Recently, the government has overhauled the subject in an attempt to make it more useful. Schools must now take it as an opportunity to teach financial concepts including “credit and debt, insurance, savings and pensions”, alongside inspiring a perhaps questionable level of patriotism.
A long-overdue response to criticism that young people are leaving Compulsory Education woefully lacking in basic life skills, it seems to be a definite move in the right direction.
This optimism must rather falter, however, when you learn that basic money management has been part of the national curriculum in some form for years. Despite this, only 40% of students 17 and under had received any lessons in the subject back in 2016.
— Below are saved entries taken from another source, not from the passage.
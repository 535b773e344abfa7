//! Serialization helpers for vault archive contents
//!
//! Records inside the archive are YAML. A whole file map can also be
//! rendered as a JSON document of base64 payloads, which is how the
//! in-memory file provider seals archives.

use base64::prelude::*;
use serde::{de::DeserializeOwned, Serialize};
use std::collections::HashMap;

use crate::store::errors::{StoreError, StoreResult};
use crate::store::types::FileMap;

/// Serialize a record to YAML bytes
pub fn serialize_record<T: Serialize>(what: &str, value: &T) -> StoreResult<Vec<u8>> {
    serde_yaml::to_string(value)
        .map(String::into_bytes)
        .map_err(|e| StoreError::Serialization {
            message: format!("Failed to serialize {what}: {e}"),
        })
}

/// Deserialize a record from YAML bytes
pub fn deserialize_record<T: DeserializeOwned>(what: &str, data: &[u8]) -> StoreResult<T> {
    serde_yaml::from_slice(data).map_err(|e| StoreError::Serialization {
        message: format!("Failed to deserialize {what}: {e}"),
    })
}

/// Serialize a file map to a JSON string of base64 payloads
pub fn serialize_file_map(file_map: &FileMap) -> StoreResult<String> {
    let json_map: HashMap<&str, String> = file_map
        .iter()
        .map(|(path, data)| (path.as_str(), BASE64_STANDARD.encode(data)))
        .collect();

    serde_json::to_string(&json_map).map_err(|e| StoreError::Serialization {
        message: format!("Failed to serialize file map: {e}"),
    })
}

/// Deserialize a file map from a JSON string of base64 payloads
pub fn deserialize_file_map(json: &str) -> StoreResult<FileMap> {
    let json_map: HashMap<String, String> =
        serde_json::from_str(json).map_err(|e| StoreError::Serialization {
            message: format!("Failed to deserialize file map JSON: {e}"),
        })?;

    let mut file_map = HashMap::with_capacity(json_map.len());
    for (path, base64_data) in json_map {
        let data = BASE64_STANDARD
            .decode(&base64_data)
            .map_err(|e| StoreError::Serialization {
                message: format!("Failed to decode base64 data for {path}: {e}"),
            })?;
        file_map.insert(path, data);
    }

    Ok(file_map)
}
//! URL classification for login URIs
//!
//! Bitwarden's mobile apps register app identifiers as pseudo-URIs
//! (`androidapp://com.example`, `iosapp://com.example`). Those become
//! dedicated properties so autofill in Android/iOS KeePass clients picks
//! them up; ordinary URLs fill the entry URL first and then numbered
//! `KP2A_URL_n` properties.

use crate::models::EntryProperty;

const ANDROID_SCHEME: &str = "androidapp";
const IOS_SCHEME: &str = "iosapp";

/// How a login's URIs map onto an entry
#[derive(Debug, Clone, Default, PartialEq, Eq)]
pub struct UrlAssignment {
    /// Value for the entry's URL attribute
    pub primary: Option<String>,
    /// Extra properties, in URI order
    pub properties: Vec<EntryProperty>,
}

/// Classify URIs in source order. `None` values count as empty strings.
pub fn classify_uris<'a, I>(uris: I) -> UrlAssignment
where
    I: IntoIterator<Item = Option<&'a str>>,
{
    let mut assignment = UrlAssignment::default();
    let (mut android_apps, mut ios_apps, mut extra_urls) = (0usize, 0usize, 0usize);

    for uri in uris {
        let uri = uri.unwrap_or_default();

        match uri.split_once("://") {
            Some((ANDROID_SCHEME, app_id)) => {
                let name = if android_apps == 0 {
                    "AndroidApp".to_string()
                } else {
                    format!("AndroidApp_{android_apps}")
                };
                android_apps += 1;
                assignment.properties.push(EntryProperty::plain(name, app_id));
            }
            Some((IOS_SCHEME, app_id)) => {
                ios_apps += 1;
                assignment
                    .properties
                    .push(EntryProperty::plain(format!("iOS app #{ios_apps}"), app_id));
            }
            _ if assignment.primary.is_none() => assignment.primary = Some(uri.to_string()),
            _ => {
                extra_urls += 1;
                assignment
                    .properties
                    .push(EntryProperty::plain(format!("KP2A_URL_{extra_urls}"), uri));
            }
        }
    }

    assignment
}

#[cfg(test)]
mod tests {
    use super::*;

    fn names(assignment: &UrlAssignment) -> Vec<(&str, &str)> {
        assignment
            .properties
            .iter()
            .map(|p| (p.name.as_str(), p.value.as_str()))
            .collect()
    }

    #[test]
    fn test_mixed_uris() {
        let assignment = classify_uris([
            Some("https://a.com"),
            Some("androidapp://com.b"),
            Some("https://c.com"),
        ]);
        assert_eq!(assignment.primary.as_deref(), Some("https://a.com"));
        assert_eq!(
            names(&assignment),
            vec![("AndroidApp", "com.b"), ("KP2A_URL_1", "https://c.com")]
        );
    }

    #[test]
    fn test_android_numbering() {
        let assignment = classify_uris([
            Some("androidapp://one"),
            Some("androidapp://two"),
            Some("androidapp://three"),
        ]);
        assert_eq!(assignment.primary, None);
        assert_eq!(
            names(&assignment),
            vec![
                ("AndroidApp", "one"),
                ("AndroidApp_1", "two"),
                ("AndroidApp_2", "three"),
            ]
        );
    }

    #[test]
    fn test_ios_numbering_starts_at_one() {
        let assignment = classify_uris([Some("iosapp://a"), Some("iosapp://b")]);
        assert_eq!(names(&assignment), vec![("iOS app #1", "a"), ("iOS app #2", "b")]);
    }

    #[test]
    fn test_null_uri_takes_primary_slot() {
        let assignment = classify_uris([None, Some("https://x.org")]);
        assert_eq!(assignment.primary.as_deref(), Some(""));
        assert_eq!(names(&assignment), vec![("KP2A_URL_1", "https://x.org")]);
    }

    #[test]
    fn test_only_first_separator_splits() {
        let assignment = classify_uris([Some("androidapp://weird://id")]);
        assert_eq!(names(&assignment), vec![("AndroidApp", "weird://id")]);
    }

    #[test]
    fn test_scheme_match_is_exact() {
        let assignment = classify_uris([Some("AndroidApp://com.b")]);
        assert_eq!(assignment.primary.as_deref(), Some("AndroidApp://com.b"));
        assert!(assignment.properties.is_empty());
    }

    #[test]
    fn test_no_uris() {
        assert_eq!(classify_uris(std::iter::empty()), UrlAssignment::default());
    }
}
Literacy rates and school attendance figures are currently amongst the highest in history, yet 18-year-olds are leaving school presumed adults while being entirely unaware of how bills work, what mortgages are or how to manage their credit score. Not only is this tantamount to a national embarrassment, but it leaves these young people open to being scammed out of their money and legal rights.
Will this latest overhaul make any real difference? That rather remains to be seen, but we really hope it does. In the meantime, young people will have to continue to rely upon Google, their parents and sheer blind luck for help paying bills, taking out loans and racking up efficient savings.
At least they won’t have to worry about mortgages, with house prices what they are …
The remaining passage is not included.